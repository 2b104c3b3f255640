//! Policy containers and service-facing option types.
//!
//! A [`Policy`] is an immutable value object from the engine's perspective:
//! built by the caller, passed through the transformers, never mutated in
//! place. Updates produce a new `Policy`.

use serde::{Deserialize, Serialize};

use crate::policy::rules::Rule;

/// Whether a policy applies to the whole project or a single account.
///
/// The remote service enforces that at most one project-scoped policy
/// exists at any time; this crate does not check that locally.
#[derive(Copy, Clone, Debug, PartialEq, Eq, Serialize, Deserialize)]
#[serde(rename_all = "lowercase")]
pub enum PolicyScope {
    Project,
    Account,
}

/// A named, scoped, ordered collection of rules.
#[derive(Clone, Debug, PartialEq, Serialize, Deserialize)]
pub struct Policy {
    /// Unique identifier assigned by the service.
    pub id: String,
    #[serde(default, skip_serializing_if = "Option::is_none")]
    pub description: Option<String>,
    pub scope: PolicyScope,
    pub rules: Vec<Rule>,
    /// ISO 8601 creation timestamp.
    pub created_at: String,
    /// ISO 8601 timestamp of the last update.
    pub updated_at: String,
}

/// One page of policies returned by the service.
#[derive(Clone, Debug, PartialEq, Serialize, Deserialize)]
pub struct ListPoliciesResult {
    pub policies: Vec<Policy>,
    /// Opaque pagination cursor. `None` means there are no further pages.
    #[serde(default, skip_serializing_if = "Option::is_none")]
    pub next_page_token: Option<String>,
}

/// Options for creating a policy.
#[derive(Clone, Debug, PartialEq, Serialize, Deserialize)]
pub struct CreatePolicyOptions {
    pub scope: PolicyScope,
    #[serde(default, skip_serializing_if = "Option::is_none")]
    pub description: Option<String>,
    pub rules: Vec<Rule>,
}

/// Options for updating an existing policy.
#[derive(Clone, Debug, PartialEq, Serialize, Deserialize)]
pub struct UpdatePolicyOptions {
    #[serde(default, skip_serializing_if = "Option::is_none")]
    pub description: Option<String>,
    pub rules: Vec<Rule>,
}

#[cfg(test)]
mod tests {
    use super::*;
    use crate::policy::criteria::{Criterion, EthValueCriterion, ValueOperator};
    use crate::policy::rules::{Action, Operation, Rule};

    fn sample_policy() -> Policy {
        let criterion = Criterion::EthValue(
            EthValueCriterion::new("1000000000000000000", ValueOperator::GreaterThan).unwrap(),
        );
        Policy {
            id: "policy-1".to_owned(),
            description: Some("reject large sends".to_owned()),
            scope: PolicyScope::Account,
            rules: vec![
                Rule::new(Action::Reject, Operation::SendEvmTransaction, vec![criterion]).unwrap(),
            ],
            created_at: "2025-01-01T00:00:00Z".to_owned(),
            updated_at: "2025-01-02T00:00:00Z".to_owned(),
        }
    }

    #[test]
    fn policy_serde_round_trip() {
        let policy = sample_policy();
        let json = serde_json::to_string(&policy).unwrap();
        let back: Policy = serde_json::from_str(&json).unwrap();
        assert_eq!(back, policy);
    }

    #[test]
    fn list_result_token_absence_means_last_page() {
        let result: ListPoliciesResult =
            serde_json::from_str(r#"{"policies":[]}"#).unwrap();
        assert!(result.next_page_token.is_none());

        let result: ListPoliciesResult =
            serde_json::from_str(r#"{"policies":[],"next_page_token":"abc"}"#).unwrap();
        assert_eq!(result.next_page_token.as_deref(), Some("abc"));
    }
}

What you will do: The records above must each be restated exactly as they stand.

Output of the task:
repository 2b104c3b3f255640
//! Policy containers and service-facing option types.
//!
//! A [`Policy`] is an immutable value object from the engine's perspective:
//! built by the caller, passed through the transformers, never mutated in
//! place. Updates produce a new `Policy`.

use serde::{Deserialize, Serialize};

use crate::policy::rules::Rule;

/// Whether a policy applies to the whole project or a single account.
///
/// The remote service enforces that at most one project-scoped policy
/// exists at any time; this crate does not check that locally.
#[derive(Copy, Clone, Debug, PartialEq, Eq, Serialize, Deserialize)]
#[serde(rename_all = "lowercase")]
pub enum PolicyScope {
    Project,
    Account,
}

/// A named, scoped, ordered collection of rules.
#[derive(Clone, Debug, PartialEq, Serialize, Deserialize)]
pub struct Policy {
    /// Unique identifier assigned by the service.
    pub id: String,
    #[serde(default, skip_serializing_if = "Option::is_none")]
    pub description: Option<String>,
    pub scope: PolicyScope,
    pub rules: Vec<Rule>,
    /// ISO 8601 creation timestamp.
    pub created_at: String,
    /// ISO 8601 timestamp of the last update.
    pub updated_at: String,
}

/// One page of policies returned by the service.
#[derive(Clone, Debug, PartialEq, Serialize, Deserialize)]
pub struct ListPoliciesResult {
    pub policies: Vec<Policy>,
    /// Opaque pagination cursor. `None` means there are no further pages.
    #[serde(default, skip_serializing_if = "Option::is_none")]
    pub next_page_token: Option<String>,
}

/// Options for creating a policy.
#[derive(Clone, Debug, PartialEq, Serialize, Deserialize)]
pub struct CreatePolicyOptions {
    pub scope: PolicyScope,
    #[serde(default, skip_serializing_if = "Option::is_none")]
    pub description: Option<String>,
    pub rules: Vec<Rule>,
}

/// Options for updating an existing policy.
#[derive(Clone, Debug, PartialEq, Serialize, Deserialize)]
pub struct UpdatePolicyOptions {
    #[serde(default, skip_serializing_if = "Option::is_none")]
    pub description: Option<String>,
    pub rules: Vec<Rule>,
}

#[cfg(test)]
mod tests {
    use super::*;
    use crate::policy::criteria::{Criterion, EthValueCriterion, ValueOperator};
    use crate::policy::rules::{Action, Operation, Rule};

    fn sample_policy() -> Policy {
        let criterion = Criterion::EthValue(
            EthValueCriterion::new("1000000000000000000", ValueOperator::GreaterThan).unwrap(),
        );
        Policy {
            id: "policy-1".to_owned(),
            description: Some("reject large sends".to_owned()),
            scope: PolicyScope::Account,
            rules: vec![
                Rule::new(Action::Reject, Operation::SendEvmTransaction, vec![criterion]).unwrap(),
            ],
            created_at: "2025-01-01T00:00:00Z".to_owned(),
            updated_at: "2025-01-02T00:00:00Z".to_owned(),
        }
    }

    #[test]
    fn policy_serde_round_trip() {
        let policy = sample_policy();
        let json = serde_json::to_string(&policy).unwrap();
        let back: Policy = serde_json::from_str(&json).unwrap();
        assert_eq!(back, policy);
    }

    #[test]
    fn list_result_token_absence_means_last_page() {
        let result: ListPoliciesResult =
            serde_json::from_str(r#"{"policies":[]}"#).unwrap();
        assert!(result.next_page_token.is_none());

        let result: ListPoliciesResult =
            serde_json::from_str(r#"{"policies":[],"next_page_token":"abc"}"#).unwrap();
        assert_eq!(result.next_page_token.as_deref(), Some("abc"));
    }
}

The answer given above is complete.